Received: by alpheratz.cpm.aca.mmu.ac.uk id RAA24548 (8.6.9/5.3[ref pg@gmsl.co.uk] for cpm.aca.mmu.ac.uk from fmb-majordomo@mmu.ac.uk); Wed, 17 Jan 2001 17:04:59 GMT Message-ID: <2D1C159B783DD211808A006008062D3101745BE2@inchna.stir.ac.uk> From: Vincent Campbell <v.p.campbell@stir.ac.uk> To: "'memetics@mmu.ac.uk'" <memetics@mmu.ac.uk> Subject: RE: DNA Culture .... Trivia? Date: Wed, 17 Jan 2001 17:03:40 -0000 X-Mailer: Internet Mail Service (5.5.2650.21) Content-Type: text/plain Sender: fmb-majordomo@mmu.ac.uk Precedence: bulk Reply-To: memetics@mmu.ac.uk
I've strung a couple of different replies here together, to help me
(if no-one else).
<<Vincent:
> Or, in other words, what kind of information could be bereft of
> meaning?>>
<Derek:
> In information theory, informational entropy is defined as H =
> sigma(-xlog2x) where x is the frequency of a token, symbol or event. A
> random series of n events (or a gibberish text of n symbols) will have
> high
> informational entropy H as all xs will be near enough 1/n. Where one or
> more symbols are overrepresented relative to the others, or the series of
> events are not random, the value of H will be smaller. You can therefore
> predict if a phenomenon is likely to contain information without knowing
> its
> meaning. Thus a message from an extraterrestrial civilisation might be
> recognisable as such without having a clue as to what it is about.>
>
Well, this was partly my point. SETI works on this basis of looking
for patterns in radio waves from distant stars, but although the specifics
of any pattern they may (improbably) find may elude us, the 'meaning' of it
would be simple to the SETI people- evidence of intelligent
extra-terrestrial life elsewhere in the universe.
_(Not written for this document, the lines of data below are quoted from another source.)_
use anyhow::Result;
use inquire::{InquireError, Text};
use regex::Regex;
use snakify_core::words::whole_word_pattern;
use snakify_core::{ApprovalSet, Candidate, InvalidDecision, Reviewer};

use crate::style::{BLUE, BOLD, CYAN, GREEN, HEADER, RED, RESET, RULE, YELLOW};

/// Reviews candidates on the terminal, one `inquire` prompt per decision.
pub struct TerminalReviewer;

impl Reviewer for TerminalReviewer {
    fn present(&mut self, candidate: &Candidate<'_>) -> Result<()> {
        let record = candidate.record;
        let highlight = whole_word_pattern([candidate.original])?;

        println!("\n{}{}{}", HEADER, RULE, RESET);
        println!(
            "[{}/{}] Identifier:  {}{}{}",
            candidate.index + 1,
            candidate.total,
            YELLOW,
            candidate.original,
            RESET
        );
        println!("Proposed change: {}{}{}", GREEN, record.proposed, RESET);
        println!(
            "{}Found {} time(s) in the following locations:{}",
            BOLD,
            record.occurrence_count(),
            RESET
        );

        for location in &record.locations {
            println!("  - {}{}{}", CYAN, location.file.display(), RESET);
            for occurrence in &location.occurrences {
                println!(
                    "    {}L{:<4}:{} {}",
                    BLUE,
                    occurrence.line_number,
                    RESET,
                    highlight_line(&highlight, &occurrence.text)
                );
            }
        }

        Ok(())
    }

    fn ask(&mut self, _candidate: &Candidate<'_>) -> Result<String> {
        let answer = Text::new("Apply this change everywhere?")
            .with_help_message("(y)es, (n)o, (a)ll remaining, (q)uit")
            .prompt()?;
        Ok(answer)
    }

    fn invalid_answer(&mut self, error: &InvalidDecision) -> Result<()> {
        println!("{}Invalid input '{}'. Please enter y, n, a, or q.{}", RED, error.0, RESET);
        Ok(())
    }

    fn auto_approved(&mut self, _candidate: &Candidate<'_>) -> Result<()> {
        println!("\n{}Applying change automatically ('all' was selected).{}", GREEN, RESET);
        Ok(())
    }

    fn rejected(&mut self, candidate: &Candidate<'_>) -> Result<()> {
        println!("Skipping {}{}{}...", YELLOW, candidate.original, RESET);
        Ok(())
    }

    fn aborted(&mut self) -> Result<()> {
        println!("{}Quitting review.{}", RED, RESET);
        Ok(())
    }

    fn confirm_write(&mut self, approvals: &ApprovalSet) -> Result<String> {
        println!(
            "\n{}{}Review complete. You have approved {} change(s).{}",
            YELLOW,
            BOLD,
            approvals.len(),
            RESET
        );
        let answer = Text::new("Do you want to write all approved changes to disk?")
            .with_help_message("This cannot be undone. (y/n)")
            .prompt();
        decline_on_cancel(answer)
    }
}

/// Treats Esc at a prompt as an empty answer, which declines.
fn decline_on_cancel(answer: Result<String, InquireError>) -> Result<String> {
    match answer {
        Err(InquireError::OperationCanceled) => Ok(String::new()),
        other => Ok(other?),
    }
}

fn highlight_line(pattern: &Regex, line: &str) -> String {
    pattern
        .replace_all(line, |caps: &regex::Captures| format!("{}{}{}", YELLOW, &caps[0], RESET))
        .into_owned()
}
<Joe: There is such a thing; ordered sequences do not have to mean
> anything. Just ask Robin faichnet, or read THE MATHEMATICAL
> THEORY OF INFORMATION by Shannon and Weaver. In fact,
> something is not information only when it is random. This means
> that it has no discernible pattern that can be symbolized in some
> sort of shorthand; in other words, it is incompressible. The
> sequence 001001001001001001001001001001001001001001001...
> can be symbolized, and thus compressed, by the statement
> "reiterate sequence 001 ad infinitum", but what meaning does it
> have?>
>
What I was driving at in my initial question Joe, was might we distinguish
meaningful information, and thus a meme, from other kinds of information in
your conception?
I think you're talking not so much about meaning but about importance
(relevance? significance?), after all you mentioned utility (what it does).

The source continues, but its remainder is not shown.